Network Perimeter: Who Goes There?

WhoGoesThere477446740BlogRemember as a kid (or perhaps now as a parent) your mom would tell you, “When you go to Johnny’s house to play, go straight to his home, don’t stop anywhere in between, don’t take short cuts, and call me when you get there”? Your mom was managing what path to travel and other details to ensure safe arrival.

When it comes to cloud operations and security, you don’t want to lose those parental instincts. It pays to know what travel paths are safe and which ones are not. More specifically we need to understand what network communication traffic (e.g., port numbers) we want to allow, where is it coming from, and where it is allowed to go (e.g., IP addresses). We call this “network security rules,” and is also sometimes referred to as “firewall configuration rules.”

In a cloud environment a server is accessible from any point in the Internet. For example, a public-facing web server will have users (via a web browser) visiting its website from all over the world. In this case, this is desirable. The more visitors there are, the better. However, not all visitors are benign. Some will try to penetrate your web server by exploiting weaknesses or by accessing unused ports. To mitigate this risk we configure a set of network security rules that dictate what network communication the server is allowed to have and what the server is not allowed to have. So in this case we want users from any IP address to visit our server on port 80 (HTTP, web server port number) and/or 443 if we use HTTPS. We would have a rule that says, “Accept network communication from any IP address arriving on port 80.” This could be expressed as a tuple record: 0.0.0.0, 80 where 0.0.0.0 has a special interpretation that means “any IP address.” This simple rule would protect your server against any intruder trying to arrive on any port other than 80.

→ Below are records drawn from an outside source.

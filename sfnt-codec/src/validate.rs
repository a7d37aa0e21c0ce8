//! The pre-compilation validation pass

use std::fmt::{Debug, Display};

/// Pre-compilation validation of tables.
///
/// Many requirements on table data are awkward to encode in the type system,
/// such as requiring certain arrays to have equal lengths. These requirements
/// are checked before anything is written.
pub trait Validate {
    /// Ensure that this table is well-formed, reporting any errors.
    fn validate(&self) -> Result<(), ValidationReport> {
        let mut ctx = ValidationCtx::default();
        self.validate_impl(&mut ctx);
        if ctx.errors.is_empty() {
            Ok(())
        } else {
            Err(ValidationReport { errors: ctx.errors })
        }
    }

    /// Validate this table.
    ///
    /// Implementations should look something like:
    ///
    /// ```rust
    /// # use sfnt_codec::validate::{Validate, ValidationCtx};
    /// struct MyRecord {
    ///     my_values: Vec<u16>,
    /// }
    ///
    /// impl Validate for MyRecord {
    ///     fn validate_impl(&self, ctx: &mut ValidationCtx) {
    ///         ctx.in_table("MyRecord", |ctx| {
    ///             ctx.in_field("my_values", |ctx| {
    ///                 if self.my_values.len() > (u16::MAX as usize) {
    ///                     ctx.report("array is too long");
    ///                 }
    ///             })
    ///         })
    ///     }
    /// }
    /// ```
    fn validate_impl(&self, ctx: &mut ValidationCtx);
}

/// A context for collecting validation errors.
///
/// This tracks the position in the tree at which a given error is reported,
/// via calls to methods like [in_table][Self::in_table] and
/// [in_field][Self::in_field].
#[derive(Clone, Debug, Default)]
pub struct ValidationCtx {
    cur_location: Vec<LocationElem>,
    errors: Vec<ValidationError>,
}

#[derive(Debug, Clone, PartialEq, Eq)]
struct ValidationError {
    error: String,
    location: Vec<LocationElem>,
}

/// One or more validation errors.
#[derive(Clone, PartialEq, Eq)]
pub struct ValidationReport {
    errors: Vec<ValidationError>,
}

#[derive(Debug, Clone, PartialEq, Eq)]
enum LocationElem {
    Table(&'static str),
    Field(&'static str),
    Index(usize),
}

impl ValidationCtx {
    /// Run the provided closure in the context of a new table.
    pub fn in_table(&mut self, name: &'static str, f: impl FnOnce(&mut ValidationCtx)) {
        self.with_elem(LocationElem::Table(name), f);
    }

    /// Run the provided closure in the context of a new field.
    pub fn in_field(&mut self, name: &'static str, f: impl FnOnce(&mut ValidationCtx)) {
        self.with_elem(LocationElem::Field(name), f);
    }

    /// Run the provided closure once per item, recording each item's index.
    pub fn in_array<T>(&mut self, items: &[T], mut f: impl FnMut(&mut ValidationCtx, &T)) {
        for (i, item) in items.iter().enumerate() {
            self.with_elem(LocationElem::Index(i), |ctx| f(ctx, item));
        }
    }

    /// Report a new error, associating it with the current path.
    pub fn report(&mut self, msg: impl Display) {
        self.errors.push(ValidationError {
            location: self.cur_location.clone(),
            error: msg.to_string(),
        });
    }

    fn with_elem(&mut self, elem: LocationElem, f: impl FnOnce(&mut ValidationCtx)) {
        self.cur_location.push(elem);
        f(self);
        self.cur_location.pop();
    }
}

impl ValidationReport {
    /// The error messages, without location information.
    pub fn messages(&self) -> impl Iterator<Item = &str> + '_ {
        self.errors.iter().map(|e| e.error.as_str())
    }

    pub fn len(&self) -> usize {
        self.errors.len()
    }

    pub fn is_empty(&self) -> bool {
        self.errors.is_empty()
    }
}

impl Display for ValidationReport {
    fn fmt(&self, f: &mut std::fmt::Formatter<'_>) -> std::fmt::Result {
        if let [error] = self.errors.as_slice() {
            return writeln!(f, "Validation error:\n{error}");
        }

        writeln!(f, "{} validation errors:", self.errors.len())?;
        for (i, error) in self.errors.iter().enumerate() {
            writeln!(f, "#{}\n{error}", i + 1)?;
        }
        Ok(())
    }
}

impl Debug for ValidationReport {
    fn fmt(&self, f: &mut std::fmt::Formatter<'_>) -> std::fmt::Result {
        <Self as Display>::fmt(self, f)
    }
}

impl std::error::Error for ValidationReport {}

impl Display for ValidationError {
    fn fmt(&self, f: &mut std::fmt::Formatter<'_>) -> std::fmt::Result {
        writeln!(f, "\"{}\"", self.error)?;
        let mut depth = 0;
        for (i, elem) in self.location.iter().enumerate() {
            match elem {
                LocationElem::Table(name) if i == 0 => write!(f, "in: {name}"),
                LocationElem::Table(name) => {
                    depth += 1;
                    write!(f, "\n{:indent$}{name}", "", indent = depth * 2)
                }
                LocationElem::Field(name) => write!(f, ".{name}"),
                LocationElem::Index(idx) => write!(f, "[{idx}]"),
            }?;
        }
        writeln!(f)
    }
}

impl<T: Validate> Validate for Vec<T> {
    fn validate_impl(&self, ctx: &mut ValidationCtx) {
        ctx.in_array(self, |ctx, item| item.validate_impl(ctx))
    }
}

impl<T: Validate> Validate for Option<T> {
    fn validate_impl(&self, ctx: &mut ValidationCtx) {
        if let Some(item) = self {
            item.validate_impl(ctx)
        }
    }
}

#[cfg(test)]
mod tests {
    use super::*;

    struct Outer {
        inner: Vec<Inner>,
    }

    struct Inner(u16);

    impl Validate for Outer {
        fn validate_impl(&self, ctx: &mut ValidationCtx) {
            ctx.in_table("Outer", |ctx| {
                ctx.in_field("inner", |ctx| self.inner.validate_impl(ctx))
            })
        }
    }

    impl Validate for Inner {
        fn validate_impl(&self, ctx: &mut ValidationCtx) {
            ctx.in_table("Inner", |ctx| {
                if self.0 == 0 {
                    ctx.report("must be nonzero");
                }
            })
        }
    }

    #[test]
    fn report_includes_path() {
        let table = Outer {
            inner: vec![Inner(1), Inner(0)],
        };
        let report = table.validate().unwrap_err();
        assert_eq!(report.messages().collect::<Vec<_>>(), ["must be nonzero"]);
        let text = report.to_string();
        assert!(text.contains("in: Outer.inner[1]"), "{text}");
    }
}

In many cases though, you will have a valid need to log into a server other than port 80; for example, to perform some administrative work. In this scenario we would add another rule that allows network traffic to arrive over SSH (secure shell, port number 22) for a Linux/Unix based server or RDP (secure remote desktop protocol, port number 3389) for a Windows based server. Since the administrator should be the only person logging into the server, the IP address of the administrator’s desktop (or server) can be used to specify the source of the incoming login. So for a Windows server, if the administrator’s IP address is 63.64.4.5, then the network security rule would be expressed as: 63.64.4.5, 3389.

What is true for inbound network communication traffic is also true for outbound traffic. When and where possible, we should control what traffic type and destination our cloud server is allowed to have.

Fully understanding and documenting each server’s specific inbound and outbound communication traffic sounds tedious, and it is. But it is necessary and a MUST for cloud based servers. Traditionally these network security rules would be placed on a firewall to protect the entire set of enterprise servers. Because we are now in a cloud environment, we must place these rules on each and every server. When done correctly you can have the same assurance of safe network communication traffic as you would in your traditional data center.